Ya, pertanyaan yang sangat menggelitik. Raja Faruk I sudah tidak ada. Musthafa Nahhas Pasha sudah wafat. Raja-raja dan penguasa di Timur Tengah sudah silih bergenti. Pemimpin-pemimpin pemerintahan dunia sudah banyak yang tumbang, dan muncul pemerintahan baru.

Jangan-jangan surat itu ditujukan kepada kita ? Mengapa kita masih selalu berpikir dan menganggap bahwa itu adalah “surat kita” yang ditujukan “untuk mereka” ?

Pada saat para dakwah telah memasuki wilayah pengambilan kebijakan strategis di Pemerintahan, ketika dakwah sudah memasuki wilayah kekuasaan, apakah layak kita menganggap surat itu untuk orang lain ? 

Bukankah Al Banna tengah memberikan bimbingan bagaimana menjadi pemimpin, bagaimana menerapkan prinsip-prinsip kebenaran dan kebaikan dalam mengelola pemerintahan ? Bukankah Al Banna tengah berbincang tentang prinsip pengelolaan umat dan masyarakat ?

Sepertinya, Risalah Nahwa Nur saat ini memang ditujukan Al Banna kepada kita, untuk kita. Oleh karena itulah kita harus mengkaji ulang, mendalami lagi isi Risalah tersebut, dan mengambil berbagai pelajaran pentingnya.

Berikut saya nukilkan sebagian kecil dari Risalah Nahwa Nur, yang harus dibaca sebagai “Surat Al Banna kepada Kita”.

*************
Kairo, Rajab 1336 H.
Kepada
Assalamu’alaikum warahmatullahi wabarakatuh
“Segala puji bagi Allah, shalawat dan salam semoga tetap terlimpahkan kepada junjungan kita Nabi Muhammad, keluarga, serta para sahabatnya.

Amma ba’du,
Kami persembahkan surat ini ke hadapan Tuan yang mulia, dengan keinginan yang sangat untuk ikut memberi bimbingan kepada umat, yang urusan mereka telah Allah swt. bebankan ke pundak Anda di zaman ini.

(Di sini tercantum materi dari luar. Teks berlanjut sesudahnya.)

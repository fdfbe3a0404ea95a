//! Relocation core
//!
//! Member selection, bulk disconnect/move execution, the protection ledger
//! and the deferred quit store. Nothing here depends on the command layer;
//! Discord access goes through [`VoicePlatform`].

mod clock;
mod error;
mod executor;
mod platform;
mod protection;
mod quit;
mod selection;
mod task_store;

#[cfg(test)]
pub use clock::ManualClock;
pub use clock::{Clock, SystemClock};
pub use error::{RelocError, RelocResult};
pub use executor::{ActionOutcome, BulkAction, BulkReport, BulkRun, apply, execute, run_bulk};
#[cfg(test)]
pub use platform::MockVoicePlatform;
pub use platform::{AnnouncementPermissions, MemberHandle, MessageHandle, VoicePlatform};
pub use protection::{
    DEFAULT_MAX_CREDITS, ProtectionEntry, ProtectionKey, ProtectionLedger, roll_duration,
};
pub use quit::{
    FireOutcome, QuitCoordinator, QuitOutcome, QuitRequest, ScheduledQuit, audit_reason,
    quit_message, scheduled_message, wait_or_cancel,
};
pub use selection::{
    MAX_CHANNELS, MAX_ROLES, MAX_USERS, MemberSource, Selection, SelectionRequest, arrange,
    filter_candidates, order_members, partition, select,
};
pub use task_store::{DeferredTask, DeferredTaskStore, TaskKey};
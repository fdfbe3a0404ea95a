use crate::EVENT_TARGET;
use poise::serenity_prelude::{
    self as serenity, Context, EventHandler, GuildId, Permissions, Ready,
};
use tracing::{info, warn};

/// OAuth2 scopes requested by the invite link
pub const INVITE_SCOPES: &str = "bot applications.commands";

/// Permissions the bot needs to disconnect and move members
#[must_use]
pub const fn required_permissions() -> Permissions {
    Permissions::MOVE_MEMBERS
}

/// Invite link for the given application
#[must_use]
pub fn invite_url(client_id: u64) -> String {
    format!(
        "https://discord.com/oauth2/authorize?client_id={client_id}&scope={}&permissions={}",
        INVITE_SCOPES.replace(' ', "%20"),
        required_permissions().bits()
    )
}

pub struct Handler;

#[serenity::async_trait]
impl EventHandler for Handler {
    /// Called when the bot is ready, but the cache may not be fully populated yet.
    async fn ready(&self, ctx: Context, ready: Ready) {
        let user_name = ready.user.name.clone();
        let shard_id = ctx.shard_id;
        info!(target: EVENT_TARGET, "Connected as {user_name}, shard {shard_id}");
        info!(
            target: EVENT_TARGET,
            "Invite link: {}",
            invite_url(ready.application.id.get())
        );
    }

    /// Called when the cache is fully populated.
    async fn cache_ready(&self, ctx: Context, guilds: Vec<GuildId>) {
        let guild_count_cache = ctx.cache.guild_count();
        let guild_count = guilds.len();
        if guild_count != guild_count_cache {
            warn!(
                target: EVENT_TARGET,
                "Cache guild count mismatch: {guild_count_cache} (cache) vs {guild_count} (actual)"
            );
        }
        info!(target: EVENT_TARGET, "Cache ready! The bot is in {guild_count} guild(s)");
    }
}

#[cfg(test)]
mod tests {
    use super::*;

    #[test]
    fn test_handler_implements_event_handler() {
        fn assert_impl<T: EventHandler>() {}
        assert_impl::<Handler>();
    }

    #[test]
    fn test_invite_url() {
        let url = invite_url(1234);
        assert!(url.starts_with("https://discord.com/oauth2/authorize?client_id=1234&"));
        assert!(url.contains("scope=bot%20applications.commands"));
        assert!(url.ends_with("&permissions=16777216"));
    }

    #[test]
    fn test_required_permissions_are_minimal() {
        assert_eq!(required_permissions(), Permissions::MOVE_MEMBERS);
        assert!(!required_permissions().contains(Permissions::ADMINISTRATOR));
    }
}
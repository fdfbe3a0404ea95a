//! Clock abstraction so ledger expiry can be driven from tests

use chrono::{DateTime, Utc};

/// Source of the current time
pub trait Clock: Send + Sync {
    fn now(&self) -> DateTime<Utc>;
}

/// Wall clock
#[derive(Debug, Default, Clone, Copy)]
pub struct SystemClock;

impl Clock for SystemClock {
    fn now(&self) -> DateTime<Utc> {
        Utc::now()
    }
}

/// Manually advanced clock for tests
#[cfg(test)]
#[derive(Debug)]
pub struct ManualClock(std::sync::Mutex<DateTime<Utc>>);

#[cfg(test)]
impl ManualClock {
    pub fn new(start: DateTime<Utc>) -> Self {
        Self(std::sync::Mutex::new(start))
    }

    pub fn advance(&self, by: chrono::Duration) {
        let mut now = self.0.lock().unwrap();
        *now += by;
    }
}

#[cfg(test)]
impl Clock for ManualClock {
    fn now(&self) -> DateTime<Utc> {
        *self.0.lock().unwrap()
    }
}
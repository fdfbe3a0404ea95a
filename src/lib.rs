pub mod commands;
pub mod config;
pub mod data;
pub mod discord;
pub mod handlers;
pub mod logging;
pub mod relocation;

pub const COMMAND_TARGET: &str = "reloc::command";
pub const ERROR_TARGET: &str = "reloc::error";
pub const EVENT_TARGET: &str = "reloc::handlers";
pub const RELOCATION_TARGET: &str = "reloc::relocation";
pub const CONSOLE_TARGET: &str = "reloc";

pub use config::BotConfig;
pub use data::{Data, DataInner};
pub type Error = Box<dyn std::error::Error + Send + Sync>;
pub type Context<'a> = poise::Context<'a, Data, Error>;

Suatu bimbingan yang kiranya dapat mengarahkan umat di atas sebaik-baik jalan. Sebuah jalan yang dibangun oleh sebaik-baik sistem hidup, yang bersih dari kerancuan dan jauh dari ketidakpastian, Lebih dari itu, ia adalah jalan hidup yang telah teruji oleh sejarah yang panjang.

Kami tidak mengharap apa pun dari Anda. Cukuplah bahwa dengannya berarti kami telah menunaikan kewajiban dan mempersembahkan kepada Anda sebuah nasihat. Sungguh pahala Allah, dialah yang lebih baik dan lebih kekal.

Tanggung Jawab Seorang Pemimpin
Sesungguhnya Allah swt. telah menyerahkan urusan umat ini kepada Tuan, Kemaslahatan urusan mereka di hari ini dan masa mendatang merupakan amanah Allah yang harus Anda tunaikan. Anda bertanggung jawab di hadapan Allah swt.

Jika generasi hari ini adalah kekuatan bagi Anda, maka generasi esok merupakan tanaman. Alangkah mulianya seseorang, jika ia bersikap amanah, bertanggung jawab, dan mau memikirkan umatnya. Sebagaimana sabda Rasulullah saw,

“Setiap kalian adalah pemimpin dan setiap pemimpin dimintai pertanggungjawaban atas kepemimpinannya tersebut.”

Dahulu, pernah berkata seorang pemimpin yang adil, “Seandainya seekor kambing di Irak terpeleset kakinya, maka aku menganggap dirikulah yang harus bertanggung jawab di hadapan Allah. Mengapa aku tidak membuatkan jalan untuknya?”

Umar bin Khathab menggambarkan tentang betapa agungnya tanggung jawab dengan sebuah ungkapan, “Saya sudah cukup senang jika dapat keluar dari dunia ini dengan impas: tidak mendapat dosa dan tidak pula diberi pahala.”

Masa Peralihan

Dengan pengamatan yang jeli terhadap perjalanan hidup manusia, kita dapat menyimpulkan bahwa masa yang paling rawan dalam kehidupan umat adalah ketika berlangsungnya masa peralihan. Karena saat itulah ideologi kehidupan yang baru diberlakukan, langkah-langkah ke depan mulai digariskan, dan nilai-nilai dasar kehidupan –di mana umat akan tegak di atasnya– mulai dibangun.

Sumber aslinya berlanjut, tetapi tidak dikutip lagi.